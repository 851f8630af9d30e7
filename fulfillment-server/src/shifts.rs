//! Cashier shift ledger: open/close sessions and derived summaries.
//!
//! A shift is the unit of cash accountability. Totals are never stored:
//! the summary is recomputed from the Payment rows referencing the shift,
//! so a crashed or retried write can never cause ledger drift.

use rust_decimal::Decimal;

use crate::orders::money::{to_decimal, to_f64};
use crate::orders::storage::OrderStorage;
use crate::orders::traits::OrderError;
use shared::models::{CashierShift, MethodTotal, ShiftStatus, ShiftSummary};
use shared::order::PaymentMethod;

/// Shift ledger over the shared order storage.
#[derive(Clone)]
pub struct ShiftLedger {
    storage: OrderStorage,
}

impl ShiftLedger {
    pub fn new(storage: OrderStorage) -> Self {
        Self { storage }
    }

    /// Open a shift for an operator.
    ///
    /// At most one open shift per operator; the uniqueness check and the
    /// insert run in one write transaction.
    pub fn open_shift(
        &self,
        operator_id: &str,
        operator_name: &str,
        opening_float: f64,
    ) -> Result<CashierShift, OrderError> {
        if !opening_float.is_finite() || opening_float < 0.0 {
            return Err(OrderError::InvalidAmount(format!(
                "opening float must be non-negative, got {opening_float}"
            )));
        }

        let txn = self.storage.begin_write()?;
        if let Some(existing) = self
            .storage
            .open_shift_for_operator_txn(&txn, operator_id)?
        {
            tracing::warn!(operator_id, shift_id = %existing.shift_id, "Operator already has an open shift");
            return Err(OrderError::ShiftAlreadyOpen(operator_id.to_string()));
        }

        let shift = CashierShift {
            shift_id: uuid::Uuid::new_v4().to_string(),
            operator_id: operator_id.to_string(),
            operator_name: operator_name.to_string(),
            status: ShiftStatus::Open,
            opening_float,
            opened_at: shared::util::now_millis(),
            closed_at: None,
        };
        self.storage.store_shift(&txn, &shift)?;
        txn.commit().map_err(crate::orders::storage::StorageError::from)?;

        tracing::info!(shift_id = %shift.shift_id, operator_id, opening_float, "Shift opened");
        Ok(shift)
    }

    /// Close a shift. Closing is terminal; payments against a closed shift
    /// are rejected at settlement time.
    pub fn close_shift(&self, shift_id: &str) -> Result<CashierShift, OrderError> {
        let txn = self.storage.begin_write()?;
        let mut shift = self
            .storage
            .get_shift_txn(&txn, shift_id)?
            .ok_or_else(|| OrderError::ShiftNotFound(shift_id.to_string()))?;

        if !shift.is_open() {
            return Err(OrderError::ShiftClosed(shift_id.to_string()));
        }

        shift.status = ShiftStatus::Closed;
        shift.closed_at = Some(shared::util::now_millis());
        self.storage.store_shift(&txn, &shift)?;
        txn.commit().map_err(crate::orders::storage::StorageError::from)?;

        tracing::info!(shift_id = %shift.shift_id, "Shift closed");
        Ok(shift)
    }

    /// Get a shift by ID
    pub fn get_shift(&self, shift_id: &str) -> Result<Option<CashierShift>, OrderError> {
        Ok(self.storage.get_shift(shift_id)?)
    }

    /// List all shifts, most recently opened first
    pub fn list_shifts(&self) -> Result<Vec<CashierShift>, OrderError> {
        let mut shifts = self.storage.list_shifts()?;
        shifts.sort_by_key(|s| std::cmp::Reverse(s.opened_at));
        Ok(shifts)
    }

    /// Derive the shift summary from its Payment rows.
    ///
    /// Works for open and closed shifts alike; a mid-shift read gives the
    /// running totals.
    pub fn summary(&self, shift_id: &str) -> Result<ShiftSummary, OrderError> {
        let shift = self
            .storage
            .get_shift(shift_id)?
            .ok_or_else(|| OrderError::ShiftNotFound(shift_id.to_string()))?;

        let payments = self.storage.get_payments_for_shift(shift_id)?;

        let mut by_method: Vec<MethodTotal> = Vec::new();
        let mut cash_total = Decimal::ZERO;
        for payment in &payments {
            if payment.method == PaymentMethod::Cash {
                cash_total += to_decimal(payment.amount);
            }
            match by_method.iter_mut().find(|t| t.method == payment.method) {
                Some(total) => {
                    total.amount = to_f64(to_decimal(total.amount) + to_decimal(payment.amount));
                    total.count += 1;
                }
                None => by_method.push(MethodTotal {
                    method: payment.method,
                    amount: payment.amount,
                    count: 1,
                }),
            }
        }

        let expected_cash = to_f64(to_decimal(shift.opening_float) + cash_total);

        Ok(ShiftSummary {
            shift_id: shift.shift_id,
            by_method,
            cash_total: to_f64(cash_total),
            expected_cash,
            payment_count: payments.len(),
        })
    }
}
//! Dining table model.

use serde::{Deserialize, Serialize};

/// Dining table entity.
#[derive(Debug, Clone, Serialize, Deserialize, PartialEq)]
pub struct Table {
    pub table_id: String,
    pub label: String,
}

/// Table with derived occupancy.
///
/// Occupancy is never stored: a table is occupied iff at least one
/// non-terminal order references it, so the flag cannot diverge from
/// order state.
#[derive(Debug, Clone, Serialize, Deserialize, PartialEq)]
pub struct TableView {
    pub table_id: String,
    pub label: String,
    pub occupied: bool,
}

- [Work order]
Please find every line in the records that contains the word "None", and copy it out.

- [Finished exercise]
            closed_at: None,
                None => by_method.push(MethodTotal {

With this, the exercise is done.